(Dataset excerpts)
----

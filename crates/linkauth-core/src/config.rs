use std::fs;
#[cfg(unix)]
use std::os::unix::fs::PermissionsExt;
use std::path::{Path, PathBuf};

use directories::ProjectDirs;
use serde::de::{self, Deserializer};
use serde::Deserialize;
use serde_json::Value;
use thiserror::Error;

use crate::auth::{AuthKind, BrowserMode, Credential};

/// Locates the document-storage directory that holds per-account settings files.
#[derive(Debug, Clone)]
pub struct ConfigLocator {
    root: PathBuf,
}

impl ConfigLocator {
    /// Attempt to discover the persistent storage directory, creating it if needed.
    pub fn new() -> Result<Self, ConfigError> {
        let dirs = ProjectDirs::from("app", "linkauth", "linkauth")
            .ok_or(ConfigError::MissingProjectDirs)?;
        Self::at(dirs.data_dir())
    }

    /// Use an explicit directory instead of the platform default.
    pub fn at(root: impl AsRef<Path>) -> Result<Self, ConfigError> {
        let root = root.as_ref();
        fs::create_dir_all(root).map_err(ConfigError::CreateDir)?;
        set_user_only_permissions(root)?;
        Ok(Self {
            root: root.to_path_buf(),
        })
    }

    pub fn root(&self) -> &Path {
        &self.root
    }

    /// Path to the settings file for the given account.
    pub fn settings_file(&self, account_id: &str) -> PathBuf {
        self.root.join(format!("{account_id}.settings"))
    }

    #[cfg(test)]
    pub(crate) fn from_root_for_tests(root: PathBuf) -> Self {
        Self { root }
    }
}

fn set_user_only_permissions(path: &Path) -> Result<(), ConfigError> {
    #[cfg(unix)]
    {
        let metadata = fs::metadata(path)?;
        let mut permissions = metadata.permissions();
        permissions.set_mode(0o700);
        fs::set_permissions(path, permissions)?;
        Ok(())
    }
    #[cfg(not(unix))]
    {
        let _ = path;
        Ok(())
    }
}

/// Recognized keys of the per-account options bundle. Every key is optional and only
/// overrides the stored value when present.
#[derive(Debug, Clone, Default, PartialEq, Eq, Deserialize)]
#[serde(default)]
pub struct AccountOptions {
    pub keep_device_settings: Option<bool>,
    #[serde(deserialize_with = "browser_mode_from_str")]
    pub browser_mode: Option<BrowserMode>,
    pub custom_user_agent: Option<String>,
    pub cookies_domain: Option<String>,
    pub cookie_session_id_field: Option<String>,
    pub app_id: Option<String>,
}

impl AccountOptions {
    /// Parse an options bundle from a JSON object. Unknown keys are ignored.
    pub fn from_json(value: &Value) -> Result<Self, ConfigError> {
        Self::deserialize(value).map_err(ConfigError::InvalidOption)
    }

    /// Apply the present keys to a credential, retaining prior values for absent ones.
    pub fn apply(&self, credential: &mut Credential) {
        if let Some(keep) = self.keep_device_settings {
            credential.browser.keep_device_settings = keep;
        }
        if let Some(mode) = self.browser_mode {
            credential.browser.mode = mode;
        }
        if let Some(agent) = &self.custom_user_agent {
            credential.browser.custom_user_agent = Some(agent.clone());
        }
        if let Some(app_id) = &self.app_id {
            credential.app_id = Some(app_id.clone());
        }
        if let AuthKind::Cookie {
            cookies_domain,
            session_cookie_field,
            ..
        } = &mut credential.auth
        {
            if let Some(domain) = &self.cookies_domain {
                *cookies_domain = domain.clone();
            }
            if let Some(field) = &self.cookie_session_id_field {
                *session_cookie_field = field.clone();
            }
        }
    }
}

fn browser_mode_from_str<'de, D>(deserializer: D) -> Result<Option<BrowserMode>, D::Error>
where
    D: Deserializer<'de>,
{
    Option::<String>::deserialize(deserializer)?
        .map(|raw| raw.parse::<BrowserMode>().map_err(de::Error::custom))
        .transpose()
}

/// Errors that can occur when working with configuration directories and options.
#[derive(Debug, Error)]
pub enum ConfigError {
    #[error("unable to determine storage directory for linkauth")]
    MissingProjectDirs,
    #[error("failed to create storage directory: {0}")]
    CreateDir(#[source] std::io::Error),
    #[error("filesystem error: {0}")]
    Io(#[source] std::io::Error),
    #[error("invalid options: {0}")]
    InvalidOption(#[source] serde_json::Error),
}

impl From<std::io::Error> for ConfigError {
    fn from(err: std::io::Error) -> Self {
        ConfigError::Io(err)
    }
}

#[cfg(test)]
mod tests {
    use super::*;
    use serde_json::json;
    use tempfile::TempDir;

    #[test]
    fn settings_file_uses_account_identifier() {
        let temp_dir = TempDir::new().unwrap();
        let locator = ConfigLocator::from_root_for_tests(temp_dir.path().to_path_buf());
        let path = locator.settings_file("instagram-42");
        assert!(path.ends_with("instagram-42.settings"));
    }

    #[test]
    fn options_apply_only_present_keys() {
        let mut credential = Credential::new(
            "acct",
            "instagram",
            AuthKind::empty_cookie(".instagram.com", "sessionid"),
        );
        credential.browser.custom_user_agent = Some("kept".into());

        let options = AccountOptions::from_json(&json!({
            "browser_mode": "desktop",
            "cookie_session_id_field": "ds_user_id",
            "app_id": "936619743392459",
            "unrelated": 12
        }))
        .unwrap();
        options.apply(&mut credential);

        assert_eq!(credential.browser.mode, BrowserMode::Desktop);
        assert_eq!(credential.browser.custom_user_agent.as_deref(), Some("kept"));
        assert_eq!(credential.app_id.as_deref(), Some("936619743392459"));
        match &credential.auth {
            AuthKind::Cookie {
                cookies_domain,
                session_cookie_field,
                ..
            } => {
                assert_eq!(cookies_domain, ".instagram.com");
                assert_eq!(session_cookie_field, "ds_user_id");
            }
            other => panic!("unexpected auth kind: {other:?}"),
        }
    }

    #[test]
    fn options_reject_wrong_types() {
        let err = AccountOptions::from_json(&json!({ "keep_device_settings": "yes" })).unwrap_err();
        assert!(matches!(err, ConfigError::InvalidOption(_)));

        let err = AccountOptions::from_json(&json!({ "browser_mode": "tablet" })).unwrap_err();
        assert!(err.to_string().contains("tablet"));

        let err = AccountOptions::from_json(&json!(42)).unwrap_err();
        assert!(matches!(err, ConfigError::InvalidOption(_)));
    }

    #[test]
    fn options_accept_nulls_and_mode_aliases() {
        let options = AccountOptions::from_json(&json!({
            "browser_mode": "Default",
            "custom_user_agent": null,
            "keep_device_settings": true
        }))
        .unwrap();
        assert_eq!(options.browser_mode, Some(BrowserMode::Device));
        assert_eq!(options.custom_user_agent, None);
        assert_eq!(options.keep_device_settings, Some(true));
    }
}
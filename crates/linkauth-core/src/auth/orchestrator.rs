use std::collections::BTreeMap;
use std::sync::{Arc, OnceLock};

use chrono::{Duration, Utc};
use tokio::sync::RwLock;
use tracing::{debug, info};

use crate::config::AccountOptions;
use crate::http::{ApiClient, ApiError, ProviderHeaders, RequestInterceptor, SharedCredential};
use crate::providers::{AuthScheme, ProviderDescriptor};

use super::cookies::{CookieJar, ScopedCookieJar};
use super::oauth1::TemporaryCredentials;
use super::retry::PollPolicy;
use super::web_flow::{
    AuthPayload, CookieSessionRule, WebAuthFlowController, WebAuthRequest, WebView,
};
use super::{
    utils, AuthError, AuthKind, Credential, CredentialStore, OAuth1Client, OAuthClient, PkcePair,
};

/// Per-attempt secrets that must survive between opening the login page and handling
/// its result.
#[derive(Debug, Clone)]
pub enum LoginSecret {
    OAuth2 {
        pkce: Option<PkcePair>,
        state: String,
    },
    OAuth1 {
        temporary: TemporaryCredentials,
    },
    Cookie,
}

/// A prepared interactive login: what to show in the web view plus the attempt's secrets.
#[derive(Debug, Clone)]
pub struct LoginAttempt {
    pub request: WebAuthRequest,
    pub secret: LoginSecret,
}

/// Coordinates login, persistence, cookie synchronization, and refresh for one linked
/// account.
pub struct AccountManager<S> {
    store: Arc<S>,
    provider: &'static ProviderDescriptor,
    account_id: String,
    credential: SharedCredential,
    jar: Option<Arc<dyn CookieJar>>,
    oauth: Option<OAuthClient>,
    oauth1: Option<OAuth1Client>,
    poll: PollPolicy,
    refresh_window: Duration,
    interceptor: OnceLock<Arc<RequestInterceptor>>,
}
use reqwest::StatusCode;
use thiserror::Error;

use crate::config::ConfigError;

/// Errors raised while persisting or loading account credentials.
#[derive(Debug, Error)]
pub enum StorageError {
    #[error(transparent)]
    Config(#[from] ConfigError),
    #[error("I/O error: {0}")]
    Io(#[from] std::io::Error),
    #[error("serialization error: {0}")]
    Serde(#[from] serde_json::Error),
    #[error("invalid account identifier '{0}'")]
    InvalidAccountId(String),
}

/// Errors surfaced by authentication flows, strategies, and credential management.
#[derive(Debug, Error)]
pub enum AuthError {
    #[error("authorization canceled")]
    Canceled,
    #[error("session expired: {0}")]
    SessionExpired(String),
    #[error("{0}")]
    Failed(String),
    #[error("connection error: {0}")]
    Connection(String),
    #[error("unknown authentication error")]
    Unknown,
    #[error(transparent)]
    Storage(#[from] StorageError),
    #[error("invalid URL: {0}")]
    Url(#[from] url::ParseError),
    #[error("token endpoint error {status}: {body}")]
    TokenEndpoint { status: StatusCode, body: String },
    #[error("misconfigured authentication: {0}")]
    Misconfigured(String),
}

impl AuthError {
    /// The account needs a fresh interactive login before further calls can succeed.
    pub fn requires_login(&self) -> bool {
        matches!(self, AuthError::SessionExpired(_))
    }
}

impl From<reqwest::Error> for AuthError {
    fn from(err: reqwest::Error) -> Self {
        AuthError::Connection(err.to_string())
    }
}

impl From<ConfigError> for AuthError {
    fn from(err: ConfigError) -> Self {
        AuthError::Storage(StorageError::Config(err))
    }
}
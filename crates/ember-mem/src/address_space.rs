//! # GPU Virtual Address Space
//!
//! First-fit reservation of GPU virtual ranges for backing allocators.
//!
//! The host-memory backing keeps two of these: one over the full range and
//! one over the 32-bit internal heap window, so that internal heaps can be
//! addressed relative to a single base.

use alloc::vec::Vec;

use ember_core::memory::{checked_align_up, MemoryConstants};
use ember_core::{ByteSize, Error, GpuAddr, Result, VaRange};

// =============================================================================
// VA BLOCK
// =============================================================================

#[derive(Debug, Clone, Copy)]
struct VaBlock {
    range: VaRange,
    free: bool,
}

// =============================================================================
// ADDRESS SPACE
// =============================================================================

/// A window of GPU virtual addresses handed out first-fit
#[derive(Debug)]
pub struct AddressSpace {
    /// Managed range
    range: VaRange,
    /// Blocks in address order, covering `range` without gaps
    blocks: Vec<VaBlock>,
    /// Statistics
    stats: AddressSpaceStats,
}

/// Address space statistics
#[derive(Debug, Clone, Copy, Default)]
pub struct AddressSpaceStats {
    /// Number of reservations
    pub reservations: u64,
    /// Number of releases
    pub releases: u64,
    /// Currently reserved bytes
    pub reserved: u64,
}

impl AddressSpace {
    /// Create an address space over `range`
    pub fn new(range: VaRange) -> Self {
        Self {
            range,
            blocks: alloc::vec![VaBlock { range, free: true }],
            stats: AddressSpaceStats::default(),
        }
    }

    /// Managed range
    pub fn range(&self) -> VaRange {
        self.range
    }

    /// Reserve `size` bytes aligned to `alignment` (at least a page)
    pub fn reserve(&mut self, size: ByteSize, alignment: u64) -> Result<VaRange> {
        if size.as_bytes() == 0 || !alignment.is_power_of_two() {
            return Err(Error::InvalidParameter);
        }
        let size = checked_align_up(size.as_bytes(), MemoryConstants::PAGE_SIZE)
            .ok_or(Error::OutOfMemory)?;
        let alignment = alignment.max(MemoryConstants::PAGE_SIZE);

        let found = self.blocks.iter().enumerate().find_map(|(i, block)| {
            if !block.free {
                return None;
            }
            let start = block.range.start.align_up(alignment);
            let end = start.raw().checked_add(size)?;
            (end <= block.range.end.raw()).then_some((
                i,
                VaRange {
                    start,
                    end: GpuAddr::new(end),
                },
            ))
        });

        let (index, reserved) = found.ok_or(Error::OutOfMemory)?;
        self.split_block(index, reserved);

        self.stats.reservations += 1;
        self.stats.reserved += size;
        Ok(reserved)
    }

    /// Carve `reserved` out of the free block at `index`
    fn split_block(&mut self, index: usize, reserved: VaRange) {
        let block = self.blocks.remove(index);
        let mut at = index;

        if reserved.start > block.range.start {
            self.blocks.insert(
                at,
                VaBlock {
                    range: VaRange {
                        start: block.range.start,
                        end: reserved.start,
                    },
                    free: true,
                },
            );
            at += 1;
        }

        self.blocks.insert(
            at,
            VaBlock {
                range: reserved,
                free: false,
            },
        );

        if reserved.end < block.range.end {
            self.blocks.insert(
                at + 1,
                VaBlock {
                    range: VaRange {
                        start: reserved.end,
                        end: block.range.end,
                    },
                    free: true,
                },
            );
        }
    }

    /// Release a range previously returned by [`reserve`](Self::reserve)
    pub fn release(&mut self, range: VaRange) -> Result<()> {
        let index = self
            .blocks
            .iter()
            .position(|b| !b.free && b.range == range)
            .ok_or(Error::NotFound)?;

        self.blocks[index].free = true;
        self.stats.releases += 1;
        self.stats.reserved -= range.size().as_bytes();

        self.merge_free_blocks();
        Ok(())
    }

    fn merge_free_blocks(&mut self) {
        let mut i = 0;
        while i + 1 < self.blocks.len() {
            if self.blocks[i].free && self.blocks[i + 1].free {
                self.blocks[i].range.end = self.blocks[i + 1].range.end;
                self.blocks.remove(i + 1);
            } else {
                i += 1;
            }
        }
    }

    /// Get statistics
    pub fn stats(&self) -> AddressSpaceStats {
        self.stats
    }

    /// Total free bytes
    pub fn free_space(&self) -> ByteSize {
        ByteSize::from_bytes(
            self.blocks
                .iter()
                .filter(|b| b.free)
                .map(|b| b.range.size().as_bytes())
                .sum(),
        )
    }
}

#[cfg(test)]
mod tests {
    use super::*;

    fn space(size: u64) -> AddressSpace {
        AddressSpace::new(VaRange::new(
            GpuAddr::new(0x10_0000),
            ByteSize::from_bytes(size),
        ))
    }

    #[test]
    fn test_reserve_first_fit() {
        let mut va = space(0x10_000);
        let a = va.reserve(ByteSize::from_bytes(100), 0x1000).unwrap();
        let b = va.reserve(ByteSize::KIB_4, 0x1000).unwrap();
        assert_eq!(a.start, GpuAddr::new(0x10_0000));
        assert_eq!(a.size(), ByteSize::KIB_4);
        assert_eq!(b.start, a.end);
        assert_eq!(va.stats().reserved, 0x2000);
    }

    #[test]
    fn test_release_merges() {
        let mut va = space(0x4000);
        let a = va.reserve(ByteSize::KIB_4, 0x1000).unwrap();
        let b = va.reserve(ByteSize::KIB_4, 0x1000).unwrap();
        va.release(a).unwrap();
        va.release(b).unwrap();
        assert_eq!(va.free_space(), ByteSize::from_bytes(0x4000));
        let whole = va.reserve(ByteSize::from_bytes(0x4000), 0x1000).unwrap();
        assert_eq!(whole, va.range());
    }

    #[test]
    fn test_exhaustion() {
        let mut va = space(0x2000);
        assert!(va.reserve(ByteSize::from_bytes(0x2000), 0x1000).is_ok());
        assert_eq!(
            va.reserve(ByteSize::KIB_4, 0x1000),
            Err(Error::OutOfMemory)
        );
    }

    #[test]
    fn test_reserve_near_u64_max() {
        let mut va = space(0x2000);
        assert_eq!(
            va.reserve(ByteSize::from_bytes(u64::MAX - 1), 0x1000),
            Err(Error::OutOfMemory)
        );
        assert!(va.reserve(ByteSize::KIB_4, 0x1000).is_ok());
    }

    #[test]
    fn test_release_unknown_range() {
        let mut va = space(0x2000);
        let bogus = VaRange::new(GpuAddr::new(0x10_0000), ByteSize::KIB_4);
        assert_eq!(va.release(bogus), Err(Error::NotFound));
    }
}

----

EXERCISE PROMPT:
Check each line of the data for "Errors". Copy the lines where it turns up.

FINISHED EXERCISE:
/// Errors that can occur when working with configuration directories and options.
/// Errors raised while persisting or loading account credentials.
/// Errors surfaced by authentication flows, strategies, and credential management.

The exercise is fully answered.